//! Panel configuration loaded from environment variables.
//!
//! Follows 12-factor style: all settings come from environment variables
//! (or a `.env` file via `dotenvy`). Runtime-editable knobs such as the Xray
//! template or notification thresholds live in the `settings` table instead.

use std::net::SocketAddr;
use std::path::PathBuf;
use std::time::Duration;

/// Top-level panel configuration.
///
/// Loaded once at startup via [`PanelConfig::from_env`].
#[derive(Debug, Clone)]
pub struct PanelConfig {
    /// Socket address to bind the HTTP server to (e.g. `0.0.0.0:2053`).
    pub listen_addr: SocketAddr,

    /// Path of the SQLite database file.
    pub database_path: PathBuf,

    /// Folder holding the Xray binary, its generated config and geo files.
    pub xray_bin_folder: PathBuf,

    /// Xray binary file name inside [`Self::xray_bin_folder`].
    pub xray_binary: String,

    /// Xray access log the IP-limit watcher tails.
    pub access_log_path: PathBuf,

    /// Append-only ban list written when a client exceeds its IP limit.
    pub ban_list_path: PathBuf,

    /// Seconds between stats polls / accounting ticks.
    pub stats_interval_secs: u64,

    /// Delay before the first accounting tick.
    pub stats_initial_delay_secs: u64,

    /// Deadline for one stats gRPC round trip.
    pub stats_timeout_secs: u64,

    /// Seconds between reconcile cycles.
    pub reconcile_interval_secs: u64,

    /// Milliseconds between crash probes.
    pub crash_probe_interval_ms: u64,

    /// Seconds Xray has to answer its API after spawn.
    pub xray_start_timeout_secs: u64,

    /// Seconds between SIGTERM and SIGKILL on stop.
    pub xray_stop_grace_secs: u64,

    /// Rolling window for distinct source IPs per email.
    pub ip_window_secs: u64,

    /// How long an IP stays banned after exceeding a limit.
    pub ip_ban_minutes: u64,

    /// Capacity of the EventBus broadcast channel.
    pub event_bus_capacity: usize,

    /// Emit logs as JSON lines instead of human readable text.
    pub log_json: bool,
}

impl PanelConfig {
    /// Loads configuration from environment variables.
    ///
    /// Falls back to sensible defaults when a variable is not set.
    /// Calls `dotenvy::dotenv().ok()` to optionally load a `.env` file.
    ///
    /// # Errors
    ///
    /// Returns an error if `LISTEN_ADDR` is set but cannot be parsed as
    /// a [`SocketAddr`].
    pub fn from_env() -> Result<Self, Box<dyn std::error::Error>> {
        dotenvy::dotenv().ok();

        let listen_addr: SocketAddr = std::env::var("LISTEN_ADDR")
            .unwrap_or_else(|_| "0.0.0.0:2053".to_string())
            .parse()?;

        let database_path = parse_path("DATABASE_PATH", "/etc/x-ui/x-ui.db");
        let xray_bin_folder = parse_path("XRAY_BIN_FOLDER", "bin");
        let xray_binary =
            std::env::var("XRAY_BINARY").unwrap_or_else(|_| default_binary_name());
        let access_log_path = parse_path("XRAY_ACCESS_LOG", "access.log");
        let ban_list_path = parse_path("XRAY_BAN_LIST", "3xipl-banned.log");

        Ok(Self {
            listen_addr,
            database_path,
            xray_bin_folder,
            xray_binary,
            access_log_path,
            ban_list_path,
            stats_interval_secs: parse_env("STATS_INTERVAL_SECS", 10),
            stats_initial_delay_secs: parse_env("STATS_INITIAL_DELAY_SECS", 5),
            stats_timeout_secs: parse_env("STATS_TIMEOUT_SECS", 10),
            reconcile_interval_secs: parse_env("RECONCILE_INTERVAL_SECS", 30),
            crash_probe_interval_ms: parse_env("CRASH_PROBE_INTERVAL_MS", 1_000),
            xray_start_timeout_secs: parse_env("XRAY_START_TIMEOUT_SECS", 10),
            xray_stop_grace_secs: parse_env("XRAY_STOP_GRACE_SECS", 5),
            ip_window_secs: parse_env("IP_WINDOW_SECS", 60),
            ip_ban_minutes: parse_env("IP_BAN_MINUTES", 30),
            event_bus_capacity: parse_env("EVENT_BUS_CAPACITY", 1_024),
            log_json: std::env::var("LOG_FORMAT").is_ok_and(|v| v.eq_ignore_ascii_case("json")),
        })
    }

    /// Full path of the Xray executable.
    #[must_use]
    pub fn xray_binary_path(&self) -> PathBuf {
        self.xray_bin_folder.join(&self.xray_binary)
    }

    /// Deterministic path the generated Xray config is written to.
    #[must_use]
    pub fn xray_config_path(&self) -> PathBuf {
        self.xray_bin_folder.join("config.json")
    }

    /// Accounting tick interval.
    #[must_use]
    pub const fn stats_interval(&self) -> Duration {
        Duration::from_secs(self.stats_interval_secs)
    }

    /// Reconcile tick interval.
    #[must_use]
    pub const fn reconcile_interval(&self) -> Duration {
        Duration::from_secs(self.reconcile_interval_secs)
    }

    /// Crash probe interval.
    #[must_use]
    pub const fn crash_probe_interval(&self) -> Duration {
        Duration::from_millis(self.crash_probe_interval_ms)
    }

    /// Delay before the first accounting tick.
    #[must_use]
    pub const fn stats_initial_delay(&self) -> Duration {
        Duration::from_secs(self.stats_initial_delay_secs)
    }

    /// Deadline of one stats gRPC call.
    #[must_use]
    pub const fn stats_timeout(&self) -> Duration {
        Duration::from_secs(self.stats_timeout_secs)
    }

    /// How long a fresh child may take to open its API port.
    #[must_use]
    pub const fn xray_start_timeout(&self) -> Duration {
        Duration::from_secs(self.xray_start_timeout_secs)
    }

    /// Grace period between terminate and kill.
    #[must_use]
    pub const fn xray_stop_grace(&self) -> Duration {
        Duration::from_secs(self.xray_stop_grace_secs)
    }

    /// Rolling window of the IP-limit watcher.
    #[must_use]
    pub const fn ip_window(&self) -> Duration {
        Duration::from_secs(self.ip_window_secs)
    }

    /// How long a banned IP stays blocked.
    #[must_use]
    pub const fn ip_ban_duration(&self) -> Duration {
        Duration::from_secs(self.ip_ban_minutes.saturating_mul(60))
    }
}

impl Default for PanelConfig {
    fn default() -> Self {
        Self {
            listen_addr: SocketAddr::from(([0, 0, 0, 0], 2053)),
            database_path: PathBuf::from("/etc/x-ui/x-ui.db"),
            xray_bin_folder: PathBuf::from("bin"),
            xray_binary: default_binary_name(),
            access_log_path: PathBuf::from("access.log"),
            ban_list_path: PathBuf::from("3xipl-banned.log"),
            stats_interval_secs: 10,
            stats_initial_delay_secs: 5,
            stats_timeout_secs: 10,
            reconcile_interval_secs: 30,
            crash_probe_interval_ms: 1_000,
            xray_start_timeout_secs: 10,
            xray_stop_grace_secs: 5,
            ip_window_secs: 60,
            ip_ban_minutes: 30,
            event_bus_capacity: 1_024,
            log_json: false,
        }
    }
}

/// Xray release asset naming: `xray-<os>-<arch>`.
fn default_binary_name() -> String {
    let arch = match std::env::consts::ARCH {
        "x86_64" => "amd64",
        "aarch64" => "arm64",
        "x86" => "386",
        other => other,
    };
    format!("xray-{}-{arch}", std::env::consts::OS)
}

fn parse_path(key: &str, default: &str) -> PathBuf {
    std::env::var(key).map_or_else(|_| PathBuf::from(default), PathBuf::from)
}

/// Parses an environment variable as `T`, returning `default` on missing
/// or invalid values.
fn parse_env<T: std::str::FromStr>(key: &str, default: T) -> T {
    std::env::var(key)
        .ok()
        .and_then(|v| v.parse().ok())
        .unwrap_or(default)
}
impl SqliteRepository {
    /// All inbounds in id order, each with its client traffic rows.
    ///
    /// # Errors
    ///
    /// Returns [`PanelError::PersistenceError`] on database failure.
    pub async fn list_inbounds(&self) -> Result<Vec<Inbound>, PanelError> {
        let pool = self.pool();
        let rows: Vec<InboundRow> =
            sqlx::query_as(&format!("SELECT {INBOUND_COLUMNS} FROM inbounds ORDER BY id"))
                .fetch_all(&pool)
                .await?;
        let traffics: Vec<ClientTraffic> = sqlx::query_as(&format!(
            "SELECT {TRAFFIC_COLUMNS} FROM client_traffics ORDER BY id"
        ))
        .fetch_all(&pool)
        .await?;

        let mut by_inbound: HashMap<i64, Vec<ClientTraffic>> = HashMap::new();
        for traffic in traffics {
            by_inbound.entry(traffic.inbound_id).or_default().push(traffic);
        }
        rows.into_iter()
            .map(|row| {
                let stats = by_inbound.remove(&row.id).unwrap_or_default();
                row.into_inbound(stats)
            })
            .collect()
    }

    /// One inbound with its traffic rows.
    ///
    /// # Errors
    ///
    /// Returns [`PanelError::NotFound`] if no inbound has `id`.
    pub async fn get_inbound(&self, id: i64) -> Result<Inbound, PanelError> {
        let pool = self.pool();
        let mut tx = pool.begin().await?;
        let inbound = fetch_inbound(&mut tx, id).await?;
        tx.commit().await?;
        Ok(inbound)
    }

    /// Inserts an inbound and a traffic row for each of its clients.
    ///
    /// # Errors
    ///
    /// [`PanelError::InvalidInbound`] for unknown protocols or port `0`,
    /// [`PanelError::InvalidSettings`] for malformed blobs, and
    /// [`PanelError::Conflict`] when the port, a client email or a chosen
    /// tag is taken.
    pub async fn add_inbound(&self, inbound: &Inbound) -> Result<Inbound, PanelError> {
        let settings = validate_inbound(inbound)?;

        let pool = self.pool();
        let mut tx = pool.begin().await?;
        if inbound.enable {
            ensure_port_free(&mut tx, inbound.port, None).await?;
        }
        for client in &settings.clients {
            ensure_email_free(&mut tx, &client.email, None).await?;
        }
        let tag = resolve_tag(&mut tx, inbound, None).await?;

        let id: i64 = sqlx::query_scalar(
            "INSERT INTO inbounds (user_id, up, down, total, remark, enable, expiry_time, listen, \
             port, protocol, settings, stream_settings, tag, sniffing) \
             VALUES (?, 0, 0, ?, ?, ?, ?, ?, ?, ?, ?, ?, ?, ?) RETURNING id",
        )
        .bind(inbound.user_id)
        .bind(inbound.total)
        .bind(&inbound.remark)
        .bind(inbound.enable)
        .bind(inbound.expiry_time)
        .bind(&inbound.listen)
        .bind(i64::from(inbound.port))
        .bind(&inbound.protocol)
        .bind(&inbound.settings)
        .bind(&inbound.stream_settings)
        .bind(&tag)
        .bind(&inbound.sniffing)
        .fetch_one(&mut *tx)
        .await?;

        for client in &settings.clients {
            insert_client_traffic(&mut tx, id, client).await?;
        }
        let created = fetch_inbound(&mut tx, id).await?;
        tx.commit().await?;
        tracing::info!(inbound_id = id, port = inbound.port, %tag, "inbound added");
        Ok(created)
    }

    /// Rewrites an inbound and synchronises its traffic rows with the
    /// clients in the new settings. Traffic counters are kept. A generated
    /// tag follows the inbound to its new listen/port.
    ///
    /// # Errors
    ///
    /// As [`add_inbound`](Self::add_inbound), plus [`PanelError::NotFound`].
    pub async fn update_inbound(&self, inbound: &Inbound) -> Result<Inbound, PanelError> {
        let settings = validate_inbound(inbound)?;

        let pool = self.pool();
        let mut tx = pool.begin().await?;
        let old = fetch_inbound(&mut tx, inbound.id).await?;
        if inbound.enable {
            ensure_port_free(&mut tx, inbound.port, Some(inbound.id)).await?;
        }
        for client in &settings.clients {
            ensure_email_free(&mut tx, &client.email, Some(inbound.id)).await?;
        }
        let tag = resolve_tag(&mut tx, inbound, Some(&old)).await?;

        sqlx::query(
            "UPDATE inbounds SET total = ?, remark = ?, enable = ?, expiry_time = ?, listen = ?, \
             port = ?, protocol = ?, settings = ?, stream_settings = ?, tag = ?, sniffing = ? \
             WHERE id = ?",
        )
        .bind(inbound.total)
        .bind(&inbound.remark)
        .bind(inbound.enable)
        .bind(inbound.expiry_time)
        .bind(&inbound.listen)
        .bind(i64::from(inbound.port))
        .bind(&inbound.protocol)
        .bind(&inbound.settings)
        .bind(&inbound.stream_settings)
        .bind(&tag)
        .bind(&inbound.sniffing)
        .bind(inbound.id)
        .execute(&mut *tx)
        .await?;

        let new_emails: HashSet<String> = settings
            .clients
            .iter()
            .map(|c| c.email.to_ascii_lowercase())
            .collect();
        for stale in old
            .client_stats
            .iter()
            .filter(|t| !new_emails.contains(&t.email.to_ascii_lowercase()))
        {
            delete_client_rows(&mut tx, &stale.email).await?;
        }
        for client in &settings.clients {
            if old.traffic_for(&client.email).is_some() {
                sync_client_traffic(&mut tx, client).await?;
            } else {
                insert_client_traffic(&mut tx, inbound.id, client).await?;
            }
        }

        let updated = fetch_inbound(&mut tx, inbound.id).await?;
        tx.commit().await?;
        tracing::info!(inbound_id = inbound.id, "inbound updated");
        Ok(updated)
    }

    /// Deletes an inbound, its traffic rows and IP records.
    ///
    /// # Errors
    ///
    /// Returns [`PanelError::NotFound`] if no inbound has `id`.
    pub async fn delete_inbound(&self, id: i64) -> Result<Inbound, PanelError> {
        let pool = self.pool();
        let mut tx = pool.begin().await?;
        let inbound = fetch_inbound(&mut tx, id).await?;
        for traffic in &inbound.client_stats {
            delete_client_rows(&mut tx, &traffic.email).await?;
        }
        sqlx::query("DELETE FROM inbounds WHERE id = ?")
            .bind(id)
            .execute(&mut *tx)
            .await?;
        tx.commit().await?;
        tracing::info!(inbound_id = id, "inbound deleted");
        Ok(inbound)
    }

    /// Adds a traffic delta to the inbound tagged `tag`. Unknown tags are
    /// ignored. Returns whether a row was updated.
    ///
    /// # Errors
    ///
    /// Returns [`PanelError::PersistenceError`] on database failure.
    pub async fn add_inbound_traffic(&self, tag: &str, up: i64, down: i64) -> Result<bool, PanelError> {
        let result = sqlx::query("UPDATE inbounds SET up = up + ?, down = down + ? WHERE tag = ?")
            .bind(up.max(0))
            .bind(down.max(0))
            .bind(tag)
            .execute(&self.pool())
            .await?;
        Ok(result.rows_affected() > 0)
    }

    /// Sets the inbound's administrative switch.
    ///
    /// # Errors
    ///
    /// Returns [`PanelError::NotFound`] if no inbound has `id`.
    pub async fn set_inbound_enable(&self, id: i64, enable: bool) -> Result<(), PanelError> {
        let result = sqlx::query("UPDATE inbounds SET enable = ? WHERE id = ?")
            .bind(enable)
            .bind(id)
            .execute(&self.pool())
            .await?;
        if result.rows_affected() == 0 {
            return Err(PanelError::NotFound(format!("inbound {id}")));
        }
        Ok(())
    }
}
******
## [TASK GOAL]
Reproduce each line from the records that contains the word "SELECT".

## [EXERCISE RESULT]
            sqlx::query_as(&format!("SELECT {INBOUND_COLUMNS} FROM inbounds ORDER BY id"))
            "SELECT {TRAFFIC_COLUMNS} FROM client_traffics ORDER BY id"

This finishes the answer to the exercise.